Kongress zum Revolutionsbegriff. 27.-19.11. in Frankfurt am Main

„Wir brauchen eine neue Revolution!“ heißt es gegenwärtig in einem TV-
Werbespot eines großen Automobilherstellers. Die Firma Dacia lässt
Marx, Che und Fidel auftreten, die sich aber nicht für die Enteignung
der Bourgeoisie, sondern für mehr Fahrkomfort einsetzen. Man kann das
als Zeichen für vieles sehen – Ent- oder Repolitisierung, Ausverkauf
oder neue Kreativität, vor allem zeigt der Spot aber, dass der
Begriff der Revolution von seiner Faszinationskraft auch nach mehr
als 200 Jahren nach dem Sturm auf die Bastille nichts eingebüßt hat.
Kaum ein anderer Begriff hat die Geistesgeschichte in den letzten
beiden Jahrhunderten so stark geprägt wie der Begriff der Revolution:
Es gibt soziale und politische, künstlerische und wissenschaftliche,
industrielle und technische, modische und sexuelle Revolutionen.
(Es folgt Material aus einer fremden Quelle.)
// SPDX-License-Identifier: Apache-2.0
// © James Ross Ω FLYING•ROBOTS <https://github.com/flyingrobots>
//! Sweep CLI
//!
//! Evaluates rigid and articulated motions read from JSON scene files and
//! prints sampled poses together with their conservative bounds.

use std::io::Write;
use std::path::{Path, PathBuf};
use std::sync::Arc;

use anyhow::{Context, Result};
use clap::Parser;
use serde::de::DeserializeOwned;
use sweep_chain::{Model, ModelBound, Movement};
use sweep_interp::InterpolationFactory;
use sweep_math::{Transform, Vec3};
use sweep_motion::{
    swept_aabb, AabbBoundVisitor, InterpMotion, Motion, ScrewMotion, SplineMotion,
};
use tracing::{info, Level};
use tracing_subscriber::FmtSubscriber;

mod scene;

use scene::{ChainScene, Probe, RigidScene, SplineScene};

#[derive(Parser, Debug)]
#[clap(author, version, about, long_about = None)]
struct Args {
    /// Increase log verbosity (-v debug, -vv trace)
    #[clap(short, long, action = clap::ArgAction::Count, global = true)]
    verbose: u8,

    #[clap(subcommand)]
    cmd: Command,
}

#[derive(clap::Subcommand, Debug)]
enum Command {
    /// Screw motion between two poses
    Screw { scene: PathBuf },
    /// Linear interpolation between two poses
    Interp { scene: PathBuf },
    /// Cubic B-spline motion
    Spline { scene: PathBuf },
    /// Motion bounds of every link of an articulated model
    Chain { scene: PathBuf },
}

fn main() -> Result<()> {
    let args = Args::parse();

    let level = match args.verbose {
        0 => Level::INFO,
        1 => Level::DEBUG,
        _ => Level::TRACE,
    };
    let subscriber = FmtSubscriber::builder()
        .with_max_level(level)
        .with_writer(std::io::stderr)
        .finish();
    tracing::subscriber::set_global_default(subscriber)
        .context("setting default subscriber failed")?;

    let mut out = std::io::stdout().lock();
    match args.cmd {
        Command::Screw { scene } => {
            let scene: RigidScene = read_scene(&scene)?;
            let motion = ScrewMotion::with_settings(
                scene.start.to_transform(),
                scene.end.to_transform(),
                &scene.probe.settings,
            );
            report_rigid(&mut out, &motion.into(), &scene.probe)
        }
        Command::Interp { scene } => {
            let scene: RigidScene = read_scene(&scene)?;
            let motion = InterpMotion::with_reference_point(
                scene.start.to_transform(),
                scene.end.to_transform(),
                Vec3::from(scene.reference_point),
            );
            report_rigid(&mut out, &motion.into(), &scene.probe)
        }
        Command::Spline { scene } => {
            let scene: SplineScene = read_scene(&scene)?;
            let motion = SplineMotion::with_settings(
                scene.translation_points.map(Vec3::from),
                scene.rotation_points.map(Vec3::from),
                &scene.probe.settings,
            );
            report_rigid(&mut out, &motion.into(), &scene.probe)
        }
        Command::Chain { scene } => {
            let scene: ChainScene = read_scene(&scene)?;
            report_chain(&mut out, &scene)
        }
    }
}

fn read_scene<T: DeserializeOwned>(path: &Path) -> Result<T> {
    let bytes =
        std::fs::read(path).with_context(|| format!("reading scene {}", path.display()))?;
    let scene = serde_json::from_slice(&bytes)
        .with_context(|| format!("parsing scene {}", path.display()))?;
    info!(path = %path.display(), "scene loaded");
    Ok(scene)
}

fn format_pose(tf: &Transform) -> String {
    let [x, y, z] = tf.translation().to_array();
    let [qx, qy, qz, qw] = tf.rotation().to_array();
    format!("t=({x:.6}, {y:.6}, {z:.6}) q=({qx:.6}, {qy:.6}, {qz:.6}, {qw:.6})")
}

fn report_rigid(out: &mut impl Write, motion: &Motion, probe: &Probe) -> Result<()> {
    probe.settings.validate().context("invalid motion settings")?;
    let shape = probe.shape.to_aabb();
    let visitor = AabbBoundVisitor::new(shape, Vec3::from(probe.direction));
    let mut cache = motion.initial_cache()?;
    let samples = probe.samples.max(1);

    writeln!(out, "{} motion", motion.kind_name())?;
    for k in 0..=samples {
        let t = f64::from(k) / f64::from(samples);
        motion.integrate(&mut cache, t, 1.0)?;
        let rate = motion.compute_motion_bound(&mut cache, &visitor)?;
        writeln!(
            out,
            "  t={t:.3} {} rate={rate:.6}",
            format_pose(&cache.current_transform())
        )?;
    }

    motion.integrate(&mut cache, 0.0, 1.0)?;
    let swept = swept_aabb(motion, &mut cache, &shape)?;
    let [ax, ay, az] = swept.min().to_array();
    let [bx, by, bz] = swept.max().to_array();
    writeln!(
        out,
        "  swept box min=({ax:.6}, {ay:.6}, {az:.6}) max=({bx:.6}, {by:.6}, {bz:.6})"
    )?;
    Ok(())
}

fn report_chain(out: &mut impl Write, scene: &ChainScene) -> Result<()> {
    let model = Arc::new(Model::from_description(&scene.model).context("invalid model")?);
    let movement = Movement::with_interpolations(
        model.clone(),
        &scene.start,
        &scene.end,
        &scene.interpolation_map(),
        InterpolationFactory::builtin(),
    )
    .context("building movement")?;
    let mut bound = ModelBound::new(model.clone(), Arc::new(movement));
    let direction = Vec3::from(scene.direction);

    writeln!(
        out,
        "chain bounds over [{:.3}, {:.3}]",
        scene.start_time, scene.end_time
    )?;
    for (_, link) in model.links() {
        let value = bound.motion_bound(
            link.name(),
            (scene.start_time, scene.end_time),
            &direction,
            scene.max_distance,
        )?;
        writeln!(out, "  {:<24} {value:.6}", link.name())?;
    }
    Ok(())
}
Die
Möglichkeit der Revolution garantiert die Möglichkeit der Freiheit
und der Emanzipation: Das Vorgefundene ist nicht gottgegeben oder
natürlich, sondern kann verändert werden. Auf der anderen Seite haben
revolutionäre Umwälzungen, insofern sie das soziale Leben betrafen,
immer wieder Exzesse der Gewalt und der Zerstörung, des Terrors und
des Leids mit sich gebracht. Wenn aber die Welt dennoch nicht einfach
so akzeptiert werden soll, wie sie ist, dann stellt sich die Frage,
auf welche Weise die Gesellschaft insgesamt verändert werden kann,
ohne die Fehler traditioneller Konzepte von Revolution zu
wiederholen. Dafür muss nicht nur über die Form des Neuen nachgedacht
werden, sondern auch darüber, wie dahin zu gelangen ist.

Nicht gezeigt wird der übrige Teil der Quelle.